I work on the code from JCuda documentation. Currently, it's just adding vectors on GPU.
What should I do to reuse function add
on CPU (host)?
I know that, I have to change __global__
to __host__ __device__
but I have no idea how can I call it in my main function. I suspect that I have to use another nvcc option.
My goal is to run this same function on GPU and CPU and check execution time (I know how to check it).

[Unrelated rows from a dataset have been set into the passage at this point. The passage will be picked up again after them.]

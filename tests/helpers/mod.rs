//! Shared fixtures: two release presets and green-tree builders.
//!
//! `modern_registry` describes a release with every shape and member
//! present; `legacy_registry` a release predating patterns, designations,
//! the new expressions, and asynchronous iteration. The legacy release
//! also reassigns the canonical `UnderscoreToken` value to a different
//! symbol, to exercise sentinel allocation in the enum shims.

#![allow(dead_code)]

use lightup::registry::SyntaxRegistry;
use lightup::shim::ShimContext;
use lightup::tree::{RawKind, SyntaxNode, SyntaxToken};
use once_cell::sync::Lazy;
use rowan::GreenNodeBuilder;

// ---------------------------------------------------------------------------
// Kind numbering (canonical, as assigned by the latest release)
// ---------------------------------------------------------------------------

// Tokens every release declares
pub const IDENTIFIER_TOKEN: RawKind = RawKind(1);
pub const COMMA_TOKEN: RawKind = RawKind(2);
pub const OPEN_PAREN_TOKEN: RawKind = RawKind(3);
pub const CLOSE_PAREN_TOKEN: RawKind = RawKind(4);
pub const OPEN_BRACE_TOKEN: RawKind = RawKind(5);
pub const CLOSE_BRACE_TOKEN: RawKind = RawKind(6);
pub const COLON_TOKEN: RawKind = RawKind(7);
pub const EQUALS_GREATER_THAN_TOKEN: RawKind = RawKind(8);
pub const IN_KEYWORD: RawKind = RawKind(9);
pub const FOREACH_KEYWORD: RawKind = RawKind(10);
pub const VAR_KEYWORD: RawKind = RawKind(11);
pub const IS_KEYWORD: RawKind = RawKind(12);
pub const SWITCH_KEYWORD: RawKind = RawKind(13);
pub const WHITESPACE: RawKind = RawKind(14);
pub const NUMERIC_LITERAL_TOKEN: RawKind = RawKind(15);

// Tokens recent releases added
pub const UNDERSCORE_TOKEN: RawKind = RawKind(81);
pub const DOT_DOT_TOKEN: RawKind = RawKind(82);
pub const AWAIT_KEYWORD: RawKind = RawKind(83);

// Nodes every release declares
pub const IDENTIFIER_NAME: RawKind = RawKind(200);
pub const LITERAL_EXPRESSION: RawKind = RawKind(201);
pub const ARGUMENT: RawKind = RawKind(208);
pub const FOR_EACH_STATEMENT: RawKind = RawKind(230);
pub const BLOCK: RawKind = RawKind(233);

// Nodes recent releases added
pub const TUPLE_EXPRESSION: RawKind = RawKind(202);
pub const RANGE_EXPRESSION: RawKind = RawKind(203);
pub const IS_PATTERN_EXPRESSION: RawKind = RawKind(204);
pub const DECLARATION_EXPRESSION: RawKind = RawKind(205);
pub const SWITCH_EXPRESSION: RawKind = RawKind(206);
pub const SWITCH_EXPRESSION_ARM: RawKind = RawKind(207);
pub const CONSTANT_PATTERN: RawKind = RawKind(210);
pub const DECLARATION_PATTERN: RawKind = RawKind(211);
pub const VAR_PATTERN: RawKind = RawKind(212);
pub const RECURSIVE_PATTERN: RawKind = RawKind(213);
pub const DISCARD_PATTERN: RawKind = RawKind(214);
pub const PROPERTY_PATTERN_CLAUSE: RawKind = RawKind(215);
pub const SUBPATTERN: RawKind = RawKind(216);
pub const SINGLE_VARIABLE_DESIGNATION: RawKind = RawKind(220);
pub const DISCARD_DESIGNATION: RawKind = RawKind(221);
pub const PARENTHESIZED_VARIABLE_DESIGNATION: RawKind = RawKind(222);
pub const FOR_EACH_VARIABLE_STATEMENT: RawKind = RawKind(231);
pub const LOCAL_FUNCTION_STATEMENT: RawKind = RawKind(232);

const PATTERN_KINDS: &[RawKind] = &[
    CONSTANT_PATTERN,
    DECLARATION_PATTERN,
    VAR_PATTERN,
    RECURSIVE_PATTERN,
    DISCARD_PATTERN,
];
const DESIGNATION_KINDS: &[RawKind] = &[
    SINGLE_VARIABLE_DESIGNATION,
    DISCARD_DESIGNATION,
    PARENTHESIZED_VARIABLE_DESIGNATION,
];
const EXPRESSION_KINDS: &[RawKind] = &[IDENTIFIER_NAME, LITERAL_EXPRESSION];

// ---------------------------------------------------------------------------
// Release presets
// ---------------------------------------------------------------------------

const BASE_SYNTAX_KINDS: &[(&str, u16)] = &[
    ("IdentifierToken", 1),
    ("CommaToken", 2),
    ("OpenParenToken", 3),
    ("CloseParenToken", 4),
    ("OpenBraceToken", 5),
    ("CloseBraceToken", 6),
    ("ColonToken", 7),
    ("EqualsGreaterThanToken", 8),
    ("InKeyword", 9),
    ("ForEachKeyword", 10),
    ("VarKeyword", 11),
    ("IsKeyword", 12),
    ("SwitchKeyword", 13),
    ("WhitespaceTrivia", 14),
    ("NumericLiteralToken", 15),
    ("IdentifierName", 200),
    ("LiteralExpression", 201),
    ("Argument", 208),
    ("ForEachStatement", 230),
    ("Block", 233),
];

const MODERN_ONLY_SYNTAX_KINDS: &[(&str, u16)] = &[
    ("UnderscoreToken", 81),
    ("DotDotToken", 82),
    ("AwaitKeyword", 83),
    ("WhenKeyword", 84),
    ("TupleExpression", 202),
    ("RangeExpression", 203),
    ("IsPatternExpression", 204),
    ("DeclarationExpression", 205),
    ("SwitchExpression", 206),
    ("SwitchExpressionArm", 207),
    ("ConstantPattern", 210),
    ("DeclarationPattern", 211),
    ("VarPattern", 212),
    ("RecursivePattern", 213),
    ("DiscardPattern", 214),
    ("PropertyPatternClause", 215),
    ("Subpattern", 216),
    ("SingleVariableDesignation", 220),
    ("DiscardDesignation", 221),
    ("ParenthesizedVariableDesignation", 222),
    ("ForEachVariableStatement", 231),
    ("LocalFunctionStatement", 232),
];

/// The latest supported release: every shape and member present.
pub fn modern_registry() -> SyntaxRegistry {
    let modern_syntax_kinds: Vec<(&str, u16)> = BASE_SYNTAX_KINDS
        .iter()
        .chain(MODERN_ONLY_SYNTAX_KINDS)
        .copied()
        .collect();

    SyntaxRegistry::builder()
        .node_type("IdentifierName", &[IDENTIFIER_NAME])
        .finish_type()
        .node_type("LiteralExpression", &[LITERAL_EXPRESSION])
        .finish_type()
        .node_type("Argument", &[ARGUMENT])
        .node_member("Expression", EXPRESSION_KINDS, 0)
        .finish_type()
        .node_type("Block", &[BLOCK])
        .finish_type()
        .node_type("ForEachStatement", &[FOR_EACH_STATEMENT])
        .token_member("AwaitKeyword", AWAIT_KEYWORD, 0)
        .token_member("Identifier", IDENTIFIER_TOKEN, 3)
        .node_member("Expression", EXPRESSION_KINDS, 6)
        .node_member("Statement", &[BLOCK], 7)
        .finish_type()
        .node_type("ForEachVariableStatement", &[FOR_EACH_VARIABLE_STATEMENT])
        .token_member("AwaitKeyword", AWAIT_KEYWORD, 0)
        .node_member("Variable", &[DECLARATION_EXPRESSION, TUPLE_EXPRESSION], 3)
        .node_member("Expression", EXPRESSION_KINDS, 6)
        .node_member("Statement", &[BLOCK], 7)
        .finish_type()
        .node_type(
            "CommonForEachStatement",
            &[FOR_EACH_STATEMENT, FOR_EACH_VARIABLE_STATEMENT],
        )
        .token_member("AwaitKeyword", AWAIT_KEYWORD, 0)
        .node_member("Expression", EXPRESSION_KINDS, 6)
        .node_member("Statement", &[BLOCK], 7)
        .finish_type()
        .node_type("LocalFunctionStatement", &[LOCAL_FUNCTION_STATEMENT])
        .token_member("Identifier", IDENTIFIER_TOKEN, 0)
        .node_member("Body", &[BLOCK], 3)
        .finish_type()
        .node_type("Pattern", PATTERN_KINDS)
        .finish_type()
        .node_type("ConstantPattern", &[CONSTANT_PATTERN])
        .node_member("Expression", EXPRESSION_KINDS, 0)
        .finish_type()
        .node_type("DeclarationPattern", &[DECLARATION_PATTERN])
        .node_member("Designation", DESIGNATION_KINDS, 1)
        .finish_type()
        .node_type("VarPattern", &[VAR_PATTERN])
        .token_member("VarKeyword", VAR_KEYWORD, 0)
        .node_member("Designation", DESIGNATION_KINDS, 1)
        .finish_type()
        .node_type("RecursivePattern", &[RECURSIVE_PATTERN])
        .node_member("PropertyPatternClause", &[PROPERTY_PATTERN_CLAUSE], 0)
        .node_member("Designation", DESIGNATION_KINDS, 1)
        .finish_type()
        .node_type("DiscardPattern", &[DISCARD_PATTERN])
        .token_member("UnderscoreToken", UNDERSCORE_TOKEN, 0)
        .finish_type()
        .node_type("PropertyPatternClause", &[PROPERTY_PATTERN_CLAUSE])
        .list_member("Subpatterns", &[SUBPATTERN], COMMA_TOKEN, ",", 1)
        .finish_type()
        .node_type("Subpattern", &[SUBPATTERN])
        .node_member("Pattern", PATTERN_KINDS, 2)
        .finish_type()
        .node_type("VariableDesignation", DESIGNATION_KINDS)
        .finish_type()
        .node_type("SingleVariableDesignation", &[SINGLE_VARIABLE_DESIGNATION])
        .token_member("Identifier", IDENTIFIER_TOKEN, 0)
        .finish_type()
        .node_type("DiscardDesignation", &[DISCARD_DESIGNATION])
        .token_member("UnderscoreToken", UNDERSCORE_TOKEN, 0)
        .finish_type()
        .node_type(
            "ParenthesizedVariableDesignation",
            &[PARENTHESIZED_VARIABLE_DESIGNATION],
        )
        .list_member("Variables", DESIGNATION_KINDS, COMMA_TOKEN, ",", 1)
        .finish_type()
        .node_type("TupleExpression", &[TUPLE_EXPRESSION])
        .list_member("Arguments", &[ARGUMENT], COMMA_TOKEN, ",", 1)
        .finish_type()
        .node_type("RangeExpression", &[RANGE_EXPRESSION])
        .node_member("LeftOperand", &[LITERAL_EXPRESSION], 0)
        .token_member("OperatorToken", DOT_DOT_TOKEN, 1)
        .node_member("RightOperand", &[IDENTIFIER_NAME], 2)
        .finish_type()
        .node_type("IsPatternExpression", &[IS_PATTERN_EXPRESSION])
        .node_member("Expression", EXPRESSION_KINDS, 0)
        .token_member("IsKeyword", IS_KEYWORD, 1)
        .node_member("Pattern", PATTERN_KINDS, 2)
        .finish_type()
        .node_type("DeclarationExpression", &[DECLARATION_EXPRESSION])
        .node_member("Designation", DESIGNATION_KINDS, 2)
        .finish_type()
        .node_type("SwitchExpression", &[SWITCH_EXPRESSION])
        .node_member("GoverningExpression", EXPRESSION_KINDS, 0)
        .list_member("Arms", &[SWITCH_EXPRESSION_ARM], COMMA_TOKEN, ",", 3)
        .finish_type()
        .node_type("SwitchExpressionArm", &[SWITCH_EXPRESSION_ARM])
        .node_member("Pattern", PATTERN_KINDS, 0)
        .node_member("Expression", EXPRESSION_KINDS, 2)
        .finish_type()
        .enumeration("SyntaxKind", &modern_syntax_kinds)
        .enumeration(
            "MemberKind",
            &[
                ("None", 0),
                ("Field", 1),
                ("Method", 2),
                ("Property", 3),
                ("Constructor", 4),
                ("LocalFunction", 10),
                ("InitAccessor", 11),
            ],
        )
        .enumeration(
            "LanguageVersion",
            &[
                ("Default", 0),
                ("V1", 100),
                ("V2", 200),
                ("V3", 300),
                ("V4", 400),
                ("Latest", 9999),
            ],
        )
        .build()
}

.cu file (compiled with nvcc -ptx file.cu -o file.ptx
extern "C"
__global__ void add(int n, float *a, float *b, float *sum)
{
int i = blockIdx.x * blockDim.x + threadIdx.x;
if (i<n)
{
sum[i] = a[i] + b[i];
}
}
fragment of main function
public static void main(String[] args) {
cuInit(0);
CUdevice device = new CUdevice();
cuDeviceGet(device, 0);
CUcontext context = new CUcontext();
cuCtxCreate(context, 0, device);
CUmodule module = new CUmodule();
cuModuleLoad(module, "kernels/JCudaVectorAdd.ptx");
CUfunction function = new CUfunction();
cuModuleGetFunction(function, module, "add");
...
Pointer kernelParameters = Pointer.to(
Pointer.to(new int[]{numElements}),
Pointer.to(deviceInputA),
Pointer.to(deviceInputB),
Pointer.to(deviceOutput)
);
You can't and probably will never be able do this in JCUDA, because of the API interface it uses to interact with CUDA.
While CUDA can now "launch" a host function into a stream, that API isn't exposed by JCUDA at present, and it wouldn't work the way that device code does now (this restriction would apply to PyCUDA and other driver API based frameworks as well).
You would likely need use JNI or some other way to retrieve the host function from a library and call it that way.